HOW TO COMPLETE THIS TASK: Copy out every line in the entries below that includes "keeps".

EXERCISE MATERIAL:

//! Smart constructors: every way to build a grammar node goes through
//! one of these, which is what keeps the hash-cons cache meaningful and
//! keeps nodes in the canonical shapes the solver and derivative
//! operator expect (no nested `Cat`s on the left, no `Union` with a
//! stray `Chars` sibling it could have absorbed, and so on).

use std::collections::HashSet;

use crate::bookkeeping::BookKeeping;
use crate::byteset::ByteSet;
use crate::engine::Engine;
use crate::node::{GrammarId, GrammarNode};

impl Engine {
    /// The set of bytes, seen as a one-byte-long language. Canonicalizes
    /// an empty set to `null()` and a full set to `any(1)`, so `Chars`
    /// nodes are never built in either degenerate shape.
    pub fn chars(&mut self, set: ByteSet) -> GrammarId {
        if set.is_empty() {
            return self.null();
        }
        if set.is_full() {
            return self.any(1);
        }
        let initial = BookKeeping::leaf(false, set.clone(), true);
        self.intern_with(GrammarNode::Chars(set), initial)
    }

    /// A single byte, as a one-byte-long language.
    pub fn char(&mut self, b: u8) -> GrammarId {
        self.chars(ByteSet::singleton(b))
    }

    /// Any `n` bytes, matched unconditionally. `any(0)` is `epsilon()`.
    pub fn any(&mut self, n: u32) -> GrammarId {
        if n == 0 {
            return self.epsilon();
        }
        let initial = BookKeeping::leaf(false, ByteSet::full(), true);
        self.intern_with(GrammarNode::Any(n), initial)
    }

    /// Any single byte.
    pub fn dot(&mut self) -> GrammarId {
        self.any(1)
    }

    /// The concatenation of `parts`, left to right. An empty slice is
    /// `epsilon()`; a single element is returned unchanged.
    pub fn cat(&mut self, parts: &[GrammarId]) -> GrammarId {
        let parts: Vec<GrammarId> = parts.iter().map(|&p| self.resolve_if_forced(p)).collect();
        match parts.as_slice() {
            [] => self.epsilon(),
            [single] => *single,
            _ => {
                let mut result = parts[parts.len() - 1];
                for &part in parts[..parts.len() - 1].iter().rev() {
                    result = self.cat2(part, result);
                }
                result
            }
        }
    }

    fn cat2(&mut self, left: GrammarId, right: GrammarId) -> GrammarId {
        let left = self.resolve_if_forced(left);
        let right = self.resolve_if_forced(right);
        match (self.node(left).clone(), self.node(right).clone()) {
            (GrammarNode::Epsilon, _) => right,
            (_, GrammarNode::Epsilon) => left,
            (GrammarNode::Null, _) | (_, GrammarNode::Null) => self.null(),
            (GrammarNode::Cat(u, v), _) => {
                let inner = self.cat2(v, right);
                self.cat2(u, inner)
            }
            (GrammarNode::Any(m), GrammarNode::Any(n)) => self.any(m + n),
            _ => self.intern(GrammarNode::Cat(left, right)),
        }
    }

    /// The union of `parts`. Flattens nested unions, drops `null()`
    /// summands, merges every `Chars`/`any(1)` summand into one, and
    /// collapses to a single child (or to `null()`) when there is
    /// nothing left to union.
    pub fn union(&mut self, parts: &[GrammarId]) -> GrammarId {
        let mut stack: Vec<GrammarId> = parts.iter().map(|&p| self.resolve_if_forced(p)).collect();
        let mut single_chars = ByteSet::empty();
        let mut has_chars = false;
        let mut has_epsilon = false;
        let mut members: HashSet<GrammarId> = HashSet::new();

        while let Some(child) = stack.pop() {
            match self.node(child).clone() {
                GrammarNode::Null => {}
                GrammarNode::Epsilon => has_epsilon = true,
                GrammarNode::Chars(set) => {
                    single_chars.union_with(&set);
                    has_chars = true;
                }
                GrammarNode::Any(1) => {
                    single_chars = ByteSet::full();
                    has_chars = true;
                }
                GrammarNode::Union(children) => stack.extend(children),
                _ => {
                    members.insert(child);
                }
            }
        }

        if has_epsilon {
            members.insert(self.epsilon());
        }
        if has_chars {
            let merged = self.chars(single_chars);
            members.insert(merged);
        }

        let mut members: Vec<GrammarId> = members.into_iter().collect();
        match members.len() {
            0 => self.null(),
            1 => members[0],
            _ => {
                members.sort_unstable();
                self.intern(GrammarNode::Union(members))
            }
        }
    }

    /// The exact sequence of bytes `literal`, as a concatenation of
    /// single-byte `Chars` nodes.
    pub fn literal(&mut self, bytes: &[u8]) -> GrammarId {
        let parts: Vec<GrammarId> = bytes.iter().map(|&b| self.char(b)).collect();
        self.cat(&parts)
    }

    /// `g` or the empty string.
    pub fn optional(&mut self, g: GrammarId) -> GrammarId {
        let eps = self.epsilon();
        self.union(&[eps, g])
    }

    /// Zero or more repetitions of `g`, tied together through a `Lazy`
    /// placeholder: `seq(g) = epsilon | cat(g, seq(g))`.
    pub fn seq(&mut self, g: GrammarId) -> GrammarId {
        self.lazy(move |engine, this| {
            let tail = engine.cat(&[g, this]);
            let eps = engine.epsilon();
            engine.union(&[eps, tail])
        })
    }
}
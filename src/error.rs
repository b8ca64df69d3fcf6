//! Construction-precondition violations.
//!
//! Every precondition in this crate is a programmer error rather than a
//! recoverable condition: there is no I/O, no parsing, nothing a caller
//! could usefully retry. They are therefore raised as panics at the
//! construction boundary rather than threaded through a `Result`, the
//! same way the donor grammar crate panics on an out-of-range `Symbol`
//! rather than returning one.

use crate::node::GrammarId;

/// Panics with a message identifying the offending id.
///
/// Out-of-range ids only arise from mixing `GrammarId`s between two
/// different engines, or from holding onto one past the engine's
/// lifetime; both are logic errors, not something to recover from.
#[track_caller]
pub(crate) fn invalid_grammar_id(id: GrammarId, len: usize) -> ! {
    panic!(
        "grammar id {:?} is not valid for this engine (it has {} node(s)); \
         ids from a different Engine cannot be mixed in",
        id, len
    );
}
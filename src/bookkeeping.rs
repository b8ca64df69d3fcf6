//! The three monotone properties tracked per grammar node, and the small
//! bitset recording which of them have reached their final value.

use crate::byteset::ByteSet;
#[cfg(feature = "serialize")]
use serde_derive::{Deserialize, Serialize};

/// One of the three fixed-point properties the solver computes.
#[derive(Clone, Copy, PartialEq, Eq, Hash, Debug)]
pub(crate) enum Property {
    MatchesEmpty,
    PossibleStarts,
    CouldHaveMatches,
}

impl Property {
    const ALL: [Property; 3] = [
        Property::MatchesEmpty,
        Property::PossibleStarts,
        Property::CouldHaveMatches,
    ];

    fn bit(self) -> u8 {
        match self {
            Property::MatchesEmpty => 0b001,
            Property::PossibleStarts => 0b010,
            Property::CouldHaveMatches => 0b100,
        }
    }
}

/// A target the solver can work on: a property of a specific grammar node.
pub(crate) type Target = (Property, crate::node::GrammarId);

/// Which of a node's three properties are already known to be final.
#[derive(Clone, Copy, Default, PartialEq, Eq, Debug)]
#[cfg_attr(feature = "serialize", derive(Serialize, Deserialize))]
pub(crate) struct PropertySet(u8);

impl PropertySet {
    pub(crate) fn all() -> Self {
        let mut set = PropertySet::default();
        for p in Property::ALL {
            set.insert(p);
        }
        set
    }

    pub(crate) fn contains(self, p: Property) -> bool {
        self.0 & p.bit() != 0
    }

    pub(crate) fn insert(&mut self, p: Property) {
        self.0 |= p.bit();
    }
}

/// The current (possibly not-yet-final) values of a node's three properties.
///
/// Before the solver has touched a composite node these sit at their
/// bottom element (`false`, empty set, `false`); every update only ever
/// grows them, which is what lets the worklist solver stop once nothing
/// is left dirty.
#[derive(Clone, Debug)]
#[cfg_attr(feature = "serialize", derive(Serialize, Deserialize))]
pub(crate) struct BookKeeping {
    pub(crate) matches_empty: bool,
    pub(crate) possible_starts: ByteSet,
    pub(crate) could_have_matches: bool,
    pub(crate) complete: PropertySet,
}

impl BookKeeping {
    pub(crate) fn bottom() -> Self {
        BookKeeping {
            matches_empty: false,
            possible_starts: ByteSet::empty(),
            could_have_matches: false,
            complete: PropertySet::default(),
        }
    }

    /// Bookkeeping for a leaf node, whose properties are known outright
    /// and never need the worklist solver to touch them.
    pub(crate) fn leaf(matches_empty: bool, possible_starts: ByteSet, could_have_matches: bool) -> Self {
        BookKeeping {
            matches_empty,
            possible_starts,
            could_have_matches,
            complete: PropertySet::all(),
        }
    }
}
//! A dense set of bytes, used for `Chars` payloads and for `possible_starts`.
//!
//! Backed by `bit_vec::BitVec`, the same bitmap type the donor grammar crate
//! uses for its symbol sets (`SymbolBitSet`).

use std::fmt;
use std::hash::{Hash, Hasher};

use bit_vec::BitVec;
#[cfg(feature = "serialize")]
use serde_derive::{Deserialize, Serialize};

/// A subset of `{0u8, ..., 255u8}`.
#[derive(Clone)]
#[cfg_attr(feature = "serialize", derive(Serialize, Deserialize))]
pub struct ByteSet {
    bits: BitVec,
}

impl ByteSet {
    /// The empty set.
    pub fn empty() -> Self {
        ByteSet {
            bits: BitVec::from_elem(256, false),
        }
    }

    /// The set of all 256 bytes.
    pub fn full() -> Self {
        ByteSet {
            bits: BitVec::from_elem(256, true),
        }
    }

    /// A set containing exactly one byte.
    pub fn singleton(b: u8) -> Self {
        let mut set = Self::empty();
        set.insert(b);
        set
    }

    /// Builds a set from an iterator of bytes.
    pub fn from_bytes<I: IntoIterator<Item = u8>>(bytes: I) -> Self {
        let mut set = Self::empty();
        for b in bytes {
            set.insert(b);
        }
        set
    }

    /// Adds a byte to the set.
    pub fn insert(&mut self, b: u8) {
        self.bits.set(b as usize, true);
    }

    /// Checks whether a byte is a member.
    pub fn contains(&self, b: u8) -> bool {
        self.bits[b as usize]
    }

    /// Whether the set has no members.
    pub fn is_empty(&self) -> bool {
        self.bits.none()
    }

    /// Whether the set contains every byte.
    pub fn is_full(&self) -> bool {
        self.bits.all()
    }

    /// The number of member bytes.
    pub fn len(&self) -> usize {
        self.bits.iter().filter(|&present| present).count()
    }

    /// Unions `other` into `self` in place.
    pub fn union_with(&mut self, other: &ByteSet) {
        self.bits.union(&other.bits);
    }

    /// Iterates over the member bytes in ascending order.
    pub fn iter(&self) -> impl Iterator<Item = u8> + '_ {
        self.bits
            .iter()
            .enumerate()
            .filter_map(|(i, present)| present.then_some(i as u8))
    }
}

impl PartialEq for ByteSet {
    fn eq(&self, other: &Self) -> bool {
        self.bits == other.bits
    }
}

impl Eq for ByteSet {}

impl Hash for ByteSet {
    fn hash<H: Hasher>(&self, state: &mut H) {
        self.bits.to_bytes().hash(state);
    }
}

impl fmt::Debug for ByteSet {
    fn fmt(&self, f: &mut fmt::Formatter<'_>) -> fmt::Result {
        f.debug_set().entries(self.iter()).finish()
    }
}

impl FromIterator<u8> for ByteSet {
    fn from_iter<I: IntoIterator<Item = u8>>(iter: I) -> Self {
        Self::from_bytes(iter)
    }
}

#[cfg(test)]
mod tests {
    use super::*;

    #[test]
    fn empty_and_full() {
        assert!(ByteSet::empty().is_empty());
        assert!(ByteSet::full().is_full());
        assert!(!ByteSet::full().is_empty());
        assert_eq!(ByteSet::full().len(), 256);
    }

    #[test]
    fn singleton_roundtrip() {
        let set = ByteSet::singleton(b'a');
        assert!(set.contains(b'a'));
        assert!(!set.contains(b'b'));
        assert_eq!(set.len(), 1);
    }

    #[test]
    fn union_grows() {
        let mut a = ByteSet::singleton(b'a');
        let b = ByteSet::singleton(b'b');
        a.union_with(&b);
        assert!(a.contains(b'a'));
        assert!(a.contains(b'b'));
        assert_eq!(a.len(), 2);
    }
}
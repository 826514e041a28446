//! Shared fixtures and mocks for the test suite

mod adb;
pub use adb::*;

mod context;
pub use context::*;

mod temp;
pub use temp::*;

mod proto;
pub use proto::*;
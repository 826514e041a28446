use std::io;

use mockall::mock;
use rstest::fixture;

use crate::command::CmdOutput;

// current_time_millis is deliberately not listed so its default
// implementation runs on top of the stubbed shell
mock! {
    pub Adb {

    }

    impl crate::adb::Adb for Adb {
        fn get_connected_devices(&self) -> crate::Result<Vec<String>>;
        fn shell(&self, shell_cmd: &str) -> io::Result<CmdOutput>;
        fn exec_out(&self, shell_cmd: &str) -> io::Result<CmdOutput>;
        fn pull(&self, device: &str, local: &str) -> io::Result<CmdOutput>;
    }
}

#[fixture]
pub fn mock_adb() -> MockAdb {
    MockAdb::new()
}
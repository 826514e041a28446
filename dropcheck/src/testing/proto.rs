//! Hand-encoded dropbox proto dump blobs for tests

/// Appends `v` to `into` as a protobuf varint
pub fn varint(mut v: u64, into: &mut Vec<u8>) {
    loop {
        let mut b = (v & 0x7f) as u8;
        v >>= 7;
        if v != 0 {
            b |= 0x80;
        }
        into.push(b);
        if v == 0 {
            break;
        }
    }
}

/// Encodes a single dropbox dump entry with the given time and data payload,
/// wrapped in its `entries` field header. Concatenating the results yields a
/// multi-entry dump.
pub fn encode_proto_entry(time_ms: u64, data: &[u8]) -> Vec<u8> {
    let mut inner = Vec::new();
    // time_ms = 1, varint
    inner.push(0x08);
    varint(time_ms, &mut inner);
    // data = 3, length delimited
    inner.push(0x1a);
    varint(data.len() as u64, &mut inner);
    inner.extend_from_slice(data);

    let mut out = Vec::new();
    // entries = 1, length delimited
    out.push(0x0a);
    varint(inner.len() as u64, &mut out);
    out.extend_from_slice(&inner);
    out
}
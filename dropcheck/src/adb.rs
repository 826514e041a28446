use std::fs;
use std::io;
use std::time::Duration;

use crate::command::{run_cmd, run_cmd_timeout, CmdOutput};
use crate::config::AdbConfig;
use crate::Context;

/// Default bound on any single device command. A hung `adb` invocation shows
/// up as an [io::ErrorKind::TimedOut] error instead of blocking forever.
pub const DEFAULT_COMMAND_TIMEOUT: Duration = Duration::from_secs(60);

/// The Adb trait just abstracts the `adb` commands the dropbox queries need
pub trait Adb: Send + Sync {
    fn get_connected_devices(&self) -> crate::Result<Vec<String>>;

    /// Essentially the same as running `adb shell '...'`
    fn shell(&self, shell_cmd: &str) -> io::Result<CmdOutput>;

    /// Same as `shell` but via `adb exec-out`, which doesn't mangle binary
    /// output. Used for the dropbox proto dump.
    fn exec_out(&self, shell_cmd: &str) -> io::Result<CmdOutput>;

    /// Essentially the same as running `adb pull $device $local`
    fn pull(&self, device: &str, local: &str) -> io::Result<CmdOutput>;

    /// Reads the device's wall clock in epoch milliseconds.
    ///
    /// Dropbox entry timestamps come from the device clock, so windows over
    /// them have to be opened against this and not the host clock.
    fn current_time_millis(&self) -> crate::Result<i64> {
        let out = self
            .shell("echo ${EPOCHREALTIME:0:-3}")?
            .err_on_status()?;
        let stdout = out.stdout_utf8_lossy();
        let digits = stdout.trim().replace('.', "");
        digits
            .parse::<i64>()
            .map_err(|_| crate::Error::Generic(format!("bad device time output: {}", stdout)))
    }
}

#[derive(Clone)]
/// An `Adb` implementation that just invokes the external `adb` command.
pub struct ExecAdb {
    bin: String,
    serial: Option<String>,
    timeout: Duration,
}

impl ExecAdb {
    /// Creates a new `ExecAdb` from the given context.
    ///
    /// This will first check the config file for an adb section:
    ///
    /// [adb]
    /// serial = "..."
    /// executable = "..."
    /// timeout-secs = 60
    ///
    /// and use that if found. Anything the config doesn't set falls back to
    /// the environment (`$ANDROID_SERIAL`, `$PATH`).
    pub fn new(ctx: &dyn Context) -> crate::Result<Self> {
        match ctx.get_config()? {
            Some(cfg) => Self::try_from_adb_config(ctx, &cfg.adb),
            None => Self::from_env(ctx),
        }
    }

    pub fn from_env(ctx: &dyn Context) -> crate::Result<Self> {
        let bin = ctx.get_bin("adb")?;
        let serial = ctx.maybe_get_env("ANDROID_SERIAL");

        Ok(Self {
            bin,
            serial,
            timeout: DEFAULT_COMMAND_TIMEOUT,
        })
    }

    pub fn try_from_adb_config(ctx: &dyn Context, cfg: &AdbConfig) -> crate::Result<Self> {
        let bin = match &cfg.executable {
            Some(v) => v.clone(),
            None => ctx.get_bin("adb")?,
        };
        let serial = cfg
            .serial
            .clone()
            .or_else(|| ctx.maybe_get_env("ANDROID_SERIAL"));
        let timeout = cfg.get_timeout().unwrap_or(DEFAULT_COMMAND_TIMEOUT);
        Ok(Self {
            bin,
            serial,
            timeout,
        })
    }

    pub fn with_serial(mut self, serial: String) -> Self {
        self.serial = Some(serial);
        self
    }
}

macro_rules! adb_cmd {
    ($adb:ident, $cmd:literal, $($args:expr),*) => {
        if let Some(ref serial) = $adb.serial {
            run_cmd_timeout(&$adb.bin, &["-s", serial, $cmd, $($args),*], $adb.timeout)
        } else {
            run_cmd_timeout(&$adb.bin, &[$cmd, $($args),*], $adb.timeout)
        }
    }
}

impl ExecAdb {
    fn shell_cat_to_file(&self, device: &str, local: &str) -> io::Result<CmdOutput> {
        let shell_cat_result = adb_cmd!(self, "shell", "cat", device);

        match shell_cat_result {
            Err(e) => Err(e),
            Ok(cmd_output) => {
                fs::write(local, cmd_output.stdout)?;
                Ok(CmdOutput {
                    status: cmd_output.status,
                    stdout: Vec::new(),
                    stderr: cmd_output.stderr,
                })
            }
        }
    }
}

impl Adb for ExecAdb {
    /// Returns a list of all connected devices (similar to `adb devices -l`)
    fn get_connected_devices(&self) -> crate::Result<Vec<String>> {
        let output = run_cmd(&self.bin, &["devices", "-l"])?;
        let mut device_list = Vec::new();
        let out_str = output.stdout_utf8_lossy();
        let mut split = out_str.split('\n');
        // Skip the first line
        if split.next().is_none() {
            return Err(crate::Error::NoAdbDevice);
        }

        for l in split {
            if l.is_empty() || !l.contains("device") {
                continue;
            }
            if let Some(id) = l.split_ascii_whitespace().next() {
                device_list.push(id.into());
            }
        }

        if device_list.len() == 0 {
            return Err(crate::Error::NoAdbDevice);
        }

        Ok(device_list)
    }

    fn shell(&self, shell_cmd: &str) -> io::Result<CmdOutput> {
        adb_cmd!(self, "shell", shell_cmd)
    }

    fn exec_out(&self, shell_cmd: &str) -> io::Result<CmdOutput> {
        adb_cmd!(self, "exec-out", shell_cmd)
    }

    fn pull(&self, device: &str, local: &str) -> io::Result<CmdOutput> {
        let pull_result = adb_cmd!(self, "pull", device, local);

        match &pull_result {
            Err(_) => self.shell_cat_to_file(device, local),
            Ok(pull_cmd_output) => {
                if pull_cmd_output.status.success() {
                    pull_result
                } else {
                    self.shell_cat_to_file(device, local)
                }
            }
        }
    }
}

ANSWER AREA:
//! one of these, which is what keeps the hash-cons cache meaningful and
//! keeps nodes in the canonical shapes the solver and derivative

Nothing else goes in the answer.